Published online: March 2009

DOI: 10.1002/9780470015902.a0021453

Coronary heart disease (CHD) is a leading cause of mortality and morbidity worldwide and delineating the molecular genetics of susceptibility to CHD is an urgent task. Traditional approaches such as genome-wide linkage scans and candidate-gene-based association studies, yielded frustratingly little progress in identifying genetic determinants of ‘complex’ diseases. However, the completion of the Human Genome Project and the International HapMap Project set the stage for genome-wide association (GWA) studies, resulting in significant advances in ‘complex disease’ genetics. In this review, we provide an update on the molecular genetics of CHD and its risk factors, most of which are heritable and also significantly influenced by genetic factors. We also summarize recent advances including GWA studies for CHD and its risk factors. Increased knowledge of the molecular genetics of CHD susceptibility will enable more accurate cardiovascular risk stratification and the development of new therapies.

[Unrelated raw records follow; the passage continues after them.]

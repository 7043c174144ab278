use axum::{Json, http::StatusCode, response::IntoResponse};
use serde::Serialize;
use thiserror::Error;
use validator::ValidationErrors;

use crate::{
    dao::storage::StorageError,
    state::{activity::ActivityBusy, teams::TeamError, wheel::WheelError},
};

/// Errors that can occur in service layer operations.
#[derive(Debug, Error)]
pub enum ServiceError {
    /// Storage backend is unavailable.
    #[error("storage unavailable")]
    Unavailable(#[source] StorageError),
    /// Invalid input provided by the client.
    #[error("invalid input: {0}")]
    InvalidInput(String),
    /// The request is well formed but cannot run yet (e.g. fewer players than teams).
    #[error("precondition failed: {0}")]
    Precondition(String),
    /// Operation cannot be performed in the current state.
    #[error("invalid state: {0}")]
    InvalidState(String),
    /// Another run of the same activity is in flight.
    #[error("busy: {0}")]
    Busy(String),
    /// Requested resource was not found.
    #[error("not found: {0}")]
    NotFound(String),
}

impl From<StorageError> for ServiceError {
    fn from(err: StorageError) -> Self {
        ServiceError::Unavailable(err)
    }
}

impl From<TeamError> for ServiceError {
    fn from(err: TeamError) -> Self {
        match err {
            TeamError::InvalidConfiguration(_) => ServiceError::InvalidInput(err.to_string()),
            TeamError::IndexOutOfRange { .. } => ServiceError::NotFound(err.to_string()),
            TeamError::InsufficientInput { .. } => ServiceError::Precondition(err.to_string()),
        }
    }
}

impl From<WheelError> for ServiceError {
    fn from(err: WheelError) -> Self {
        match err {
            WheelError::InvalidConfiguration(_) => ServiceError::InvalidState(err.to_string()),
            WheelError::IndexOutOfRange { .. } => ServiceError::NotFound(err.to_string()),
            WheelError::EmptyName => ServiceError::InvalidInput(err.to_string()),
        }
    }
}

impl From<ActivityBusy> for ServiceError {
    fn from(err: ActivityBusy) -> Self {
        ServiceError::Busy(err.to_string())
    }
}

impl From<ValidationErrors> for AppError {
    fn from(err: ValidationErrors) -> Self {
        AppError::BadRequest(format!("validation failed: {}", err))
    }
}

/// Application-level errors that are converted to HTTP responses.
#[derive(Debug, Error)]
pub enum AppError {
    /// Bad request with invalid input.
    #[error("bad request: {0}")]
    BadRequest(String),
    /// Requested resource not found.
    #[error("not found: {0}")]
    NotFound(String),
    /// Conflict with current state.
    #[error("conflict: {0}")]
    Conflict(String),
    /// Request understood but blocked by a precondition.
    #[error("unprocessable: {0}")]
    Unprocessable(String),
    /// Service unavailable or degraded.
    #[error("service unavailable: {0}")]
    ServiceUnavailable(String),
}

impl From<ServiceError> for AppError {
    fn from(err: ServiceError) -> Self {
        match err {
            ServiceError::Unavailable(source) => AppError::ServiceUnavailable(source.to_string()),
            ServiceError::InvalidInput(message) => AppError::BadRequest(message),
            ServiceError::Precondition(message) => AppError::Unprocessable(message),
            ServiceError::InvalidState(message) => AppError::Conflict(message),
            ServiceError::Busy(message) => AppError::Conflict(message),
            ServiceError::NotFound(message) => AppError::NotFound(message),
        }
    }
}

#[derive(Serialize)]
struct ErrorBody {
    message: String,
}

impl IntoResponse for AppError {
    fn into_response(self) -> axum::response::Response {
        let status = match &self {
            AppError::BadRequest(_) => StatusCode::BAD_REQUEST,
            AppError::NotFound(_) => StatusCode::NOT_FOUND,
            AppError::Conflict(_) => StatusCode::CONFLICT,
            AppError::Unprocessable(_) => StatusCode::UNPROCESSABLE_ENTITY,
            AppError::ServiceUnavailable(_) => StatusCode::SERVICE_UNAVAILABLE,
        };

        let payload = Json(ErrorBody {
            message: self.to_string(),
        });

        (status, payload).into_response()
    }
}
use tokio::sync::broadcast;

use crate::dto::sse::ServerEvent;

/// Fan-out of page events to every connected SSE client.
#[derive(Clone)]
pub struct SseHub {
    sender: broadcast::Sender<ServerEvent>,
}

impl SseHub {
    /// Hub backed by a broadcast channel holding at most `capacity` pending events.
    pub fn new(capacity: usize) -> Self {
        let (sender, _receiver) = broadcast::channel(capacity);
        Self { sender }
    }

    /// Receiver of every event broadcast from now on.
    pub fn subscribe(&self) -> broadcast::Receiver<ServerEvent> {
        self.sender.subscribe()
    }

    /// Number of connected pages.
    pub fn subscriber_count(&self) -> usize {
        self.sender.receiver_count()
    }

    /// Send an event to all current subscribers; with no page connected it is dropped.
    pub fn broadcast(&self, event: ServerEvent) {
        let _ = self.sender.send(event);
    }
}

Keywords: complex diseases; coronary heart disease; genetics; linkage; association; genome-wide association (GWA)

Figure 1. Multipoint linkage–analysis results for plasma homocysteine levels on chromosomes 1, 14 and 19 in African Americans. Genetic distance (in cM) is plotted on the X-axis against the LOD score. Candidate-genes for homocysteine metabolism under the linkage peaks are shown close to their approximate location. MTR, 5-methyltetrahdrofolate-homocysteine methyltransferase; CARM, Coactivator-associated arginine methyltransferase 1; DNMT1, DNA (cytosine-5)-methyltransferase 1; GAMT, Guanidinoacetate N-methyltransferase. Adapted from Kullo et al. (2006a), with permission from Wolters Kluwer. © Wolters Kluwer.
Figure 2. Linkage disequilibrium pattern at the chromosome 9p21 locus in persons of European ancestry (HapMap Data). The two variants (rs10757278 and rs10811661) were associated with coronary heart disease and type 2 diabetes, respectively. There is a recombination hotspot between these two variants.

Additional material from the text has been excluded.